What the task asks —
Give back exactly the stretch of data below from the line holding "repository 12942c2255cee43d" through the line holding "pub struct KeyringStore", both ends included, and leave the remaining lines out.

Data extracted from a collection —
=====

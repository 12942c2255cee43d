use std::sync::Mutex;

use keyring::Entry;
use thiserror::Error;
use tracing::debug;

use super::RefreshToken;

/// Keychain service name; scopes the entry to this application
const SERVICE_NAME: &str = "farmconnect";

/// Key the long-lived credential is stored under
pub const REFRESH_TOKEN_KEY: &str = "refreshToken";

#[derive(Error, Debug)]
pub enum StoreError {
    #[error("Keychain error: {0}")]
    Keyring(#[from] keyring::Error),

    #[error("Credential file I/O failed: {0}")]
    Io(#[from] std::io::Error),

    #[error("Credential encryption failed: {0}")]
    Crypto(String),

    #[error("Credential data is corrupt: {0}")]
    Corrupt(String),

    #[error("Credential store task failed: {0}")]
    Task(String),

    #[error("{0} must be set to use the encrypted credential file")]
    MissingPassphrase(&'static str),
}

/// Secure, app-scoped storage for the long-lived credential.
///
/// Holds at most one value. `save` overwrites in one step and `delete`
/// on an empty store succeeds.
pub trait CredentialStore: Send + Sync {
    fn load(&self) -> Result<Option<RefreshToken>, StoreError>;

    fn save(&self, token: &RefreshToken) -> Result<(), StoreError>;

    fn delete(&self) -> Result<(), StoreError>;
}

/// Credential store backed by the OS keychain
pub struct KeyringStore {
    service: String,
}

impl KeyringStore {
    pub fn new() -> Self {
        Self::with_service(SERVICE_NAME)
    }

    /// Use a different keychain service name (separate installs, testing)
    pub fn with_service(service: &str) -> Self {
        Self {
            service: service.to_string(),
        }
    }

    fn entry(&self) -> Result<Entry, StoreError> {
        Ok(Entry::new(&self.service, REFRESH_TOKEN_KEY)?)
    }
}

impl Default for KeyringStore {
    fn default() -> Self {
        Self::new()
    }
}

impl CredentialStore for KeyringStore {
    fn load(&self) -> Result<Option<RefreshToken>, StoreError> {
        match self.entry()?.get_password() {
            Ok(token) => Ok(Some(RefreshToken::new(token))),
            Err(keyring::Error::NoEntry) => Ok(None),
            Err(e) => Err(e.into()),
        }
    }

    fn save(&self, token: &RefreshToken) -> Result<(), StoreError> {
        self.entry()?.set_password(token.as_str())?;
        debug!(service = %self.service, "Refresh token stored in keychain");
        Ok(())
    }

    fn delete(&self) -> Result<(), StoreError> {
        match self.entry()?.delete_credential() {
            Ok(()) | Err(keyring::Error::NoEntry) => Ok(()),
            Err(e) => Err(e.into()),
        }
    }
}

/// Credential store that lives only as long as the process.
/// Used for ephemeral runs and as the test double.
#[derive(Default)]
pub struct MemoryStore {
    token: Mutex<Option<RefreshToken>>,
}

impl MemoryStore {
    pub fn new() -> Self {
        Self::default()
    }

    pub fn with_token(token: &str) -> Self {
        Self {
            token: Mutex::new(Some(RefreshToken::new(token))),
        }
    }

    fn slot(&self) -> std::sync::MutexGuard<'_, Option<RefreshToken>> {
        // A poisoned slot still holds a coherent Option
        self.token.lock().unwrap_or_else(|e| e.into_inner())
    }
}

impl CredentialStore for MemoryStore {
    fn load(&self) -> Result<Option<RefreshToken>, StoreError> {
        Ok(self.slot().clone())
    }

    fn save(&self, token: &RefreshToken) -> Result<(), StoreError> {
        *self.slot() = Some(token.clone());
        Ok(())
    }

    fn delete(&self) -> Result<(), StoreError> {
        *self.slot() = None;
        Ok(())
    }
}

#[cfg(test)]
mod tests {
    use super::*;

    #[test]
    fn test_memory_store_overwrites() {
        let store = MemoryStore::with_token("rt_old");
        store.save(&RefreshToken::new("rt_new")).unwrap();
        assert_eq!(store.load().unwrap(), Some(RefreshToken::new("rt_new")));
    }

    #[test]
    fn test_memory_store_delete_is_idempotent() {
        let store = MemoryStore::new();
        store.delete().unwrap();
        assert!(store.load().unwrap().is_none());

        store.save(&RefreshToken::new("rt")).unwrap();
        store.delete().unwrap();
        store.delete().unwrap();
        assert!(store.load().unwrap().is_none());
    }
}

=====

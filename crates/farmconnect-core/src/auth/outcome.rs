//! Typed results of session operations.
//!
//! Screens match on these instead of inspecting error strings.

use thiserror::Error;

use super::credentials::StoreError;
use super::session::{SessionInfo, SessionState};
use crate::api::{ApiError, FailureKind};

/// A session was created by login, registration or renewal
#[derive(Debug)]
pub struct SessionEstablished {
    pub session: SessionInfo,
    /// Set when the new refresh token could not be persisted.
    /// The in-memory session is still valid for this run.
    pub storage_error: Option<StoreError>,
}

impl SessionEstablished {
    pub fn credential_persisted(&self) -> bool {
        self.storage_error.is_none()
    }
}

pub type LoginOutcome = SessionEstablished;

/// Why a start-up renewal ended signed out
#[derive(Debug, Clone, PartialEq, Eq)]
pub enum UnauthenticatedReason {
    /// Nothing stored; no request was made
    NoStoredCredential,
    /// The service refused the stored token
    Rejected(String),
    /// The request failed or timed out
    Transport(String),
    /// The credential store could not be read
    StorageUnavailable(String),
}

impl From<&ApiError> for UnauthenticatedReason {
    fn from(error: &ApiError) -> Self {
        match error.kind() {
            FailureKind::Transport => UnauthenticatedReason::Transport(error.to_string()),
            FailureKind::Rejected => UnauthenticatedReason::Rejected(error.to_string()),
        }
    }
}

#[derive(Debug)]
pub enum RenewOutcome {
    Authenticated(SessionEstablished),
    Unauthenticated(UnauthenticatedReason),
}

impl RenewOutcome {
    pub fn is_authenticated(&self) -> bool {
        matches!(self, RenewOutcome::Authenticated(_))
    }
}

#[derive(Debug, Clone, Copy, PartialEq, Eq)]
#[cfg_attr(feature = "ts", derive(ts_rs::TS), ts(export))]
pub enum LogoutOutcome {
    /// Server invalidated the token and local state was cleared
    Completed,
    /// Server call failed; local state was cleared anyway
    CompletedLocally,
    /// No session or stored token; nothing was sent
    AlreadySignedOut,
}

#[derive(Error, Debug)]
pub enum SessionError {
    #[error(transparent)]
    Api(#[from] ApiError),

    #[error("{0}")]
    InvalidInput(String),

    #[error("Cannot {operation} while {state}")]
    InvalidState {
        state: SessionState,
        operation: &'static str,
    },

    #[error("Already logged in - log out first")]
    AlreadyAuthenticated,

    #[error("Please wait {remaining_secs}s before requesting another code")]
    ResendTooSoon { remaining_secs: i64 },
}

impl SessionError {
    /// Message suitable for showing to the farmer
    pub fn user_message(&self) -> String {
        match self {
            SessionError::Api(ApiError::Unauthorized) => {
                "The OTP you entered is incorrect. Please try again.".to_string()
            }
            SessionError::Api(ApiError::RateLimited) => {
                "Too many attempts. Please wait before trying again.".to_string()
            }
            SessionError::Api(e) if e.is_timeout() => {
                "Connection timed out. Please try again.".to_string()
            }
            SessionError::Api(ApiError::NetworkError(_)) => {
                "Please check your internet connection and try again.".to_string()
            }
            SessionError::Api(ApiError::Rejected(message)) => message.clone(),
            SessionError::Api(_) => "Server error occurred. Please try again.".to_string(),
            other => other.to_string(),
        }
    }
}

=====

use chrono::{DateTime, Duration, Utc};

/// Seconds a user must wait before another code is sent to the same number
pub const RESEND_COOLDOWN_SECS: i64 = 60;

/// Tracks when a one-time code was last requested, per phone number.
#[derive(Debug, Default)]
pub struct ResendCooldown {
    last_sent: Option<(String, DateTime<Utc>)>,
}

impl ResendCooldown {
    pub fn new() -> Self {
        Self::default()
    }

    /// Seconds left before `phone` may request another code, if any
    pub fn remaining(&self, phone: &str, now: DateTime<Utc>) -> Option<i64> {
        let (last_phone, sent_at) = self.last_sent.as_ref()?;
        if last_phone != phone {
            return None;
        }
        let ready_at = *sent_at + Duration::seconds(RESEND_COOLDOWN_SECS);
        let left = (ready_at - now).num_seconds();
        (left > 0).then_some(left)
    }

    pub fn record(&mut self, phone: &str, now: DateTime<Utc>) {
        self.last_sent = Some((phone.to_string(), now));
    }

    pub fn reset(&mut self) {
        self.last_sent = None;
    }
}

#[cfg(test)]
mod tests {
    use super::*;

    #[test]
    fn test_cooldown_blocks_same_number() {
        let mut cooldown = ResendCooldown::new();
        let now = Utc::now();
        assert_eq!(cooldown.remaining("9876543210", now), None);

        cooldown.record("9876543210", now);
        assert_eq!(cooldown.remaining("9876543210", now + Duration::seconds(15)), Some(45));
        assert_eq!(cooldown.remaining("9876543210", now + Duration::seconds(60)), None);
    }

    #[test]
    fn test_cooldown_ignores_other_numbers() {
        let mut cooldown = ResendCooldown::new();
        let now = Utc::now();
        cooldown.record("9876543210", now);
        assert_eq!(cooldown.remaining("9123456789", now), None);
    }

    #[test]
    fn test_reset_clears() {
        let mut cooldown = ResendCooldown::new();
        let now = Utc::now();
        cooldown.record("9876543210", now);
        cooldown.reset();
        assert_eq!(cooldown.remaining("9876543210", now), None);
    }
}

=====

Solution to the exercise —
repository 12942c2255cee43d
use std::sync::Mutex;

use keyring::Entry;
use thiserror::Error;
use tracing::debug;

use super::RefreshToken;

/// Keychain service name; scopes the entry to this application
const SERVICE_NAME: &str = "farmconnect";

/// Key the long-lived credential is stored under
pub const REFRESH_TOKEN_KEY: &str = "refreshToken";

#[derive(Error, Debug)]
pub enum StoreError {
    #[error("Keychain error: {0}")]
    Keyring(#[from] keyring::Error),

    #[error("Credential file I/O failed: {0}")]
    Io(#[from] std::io::Error),

    #[error("Credential encryption failed: {0}")]
    Crypto(String),

    #[error("Credential data is corrupt: {0}")]
    Corrupt(String),

    #[error("Credential store task failed: {0}")]
    Task(String),

    #[error("{0} must be set to use the encrypted credential file")]
    MissingPassphrase(&'static str),
}

/// Secure, app-scoped storage for the long-lived credential.
///
/// Holds at most one value. `save` overwrites in one step and `delete`
/// on an empty store succeeds.
pub trait CredentialStore: Send + Sync {
    fn load(&self) -> Result<Option<RefreshToken>, StoreError>;

    fn save(&self, token: &RefreshToken) -> Result<(), StoreError>;

    fn delete(&self) -> Result<(), StoreError>;
}

/// Credential store backed by the OS keychain
pub struct KeyringStore {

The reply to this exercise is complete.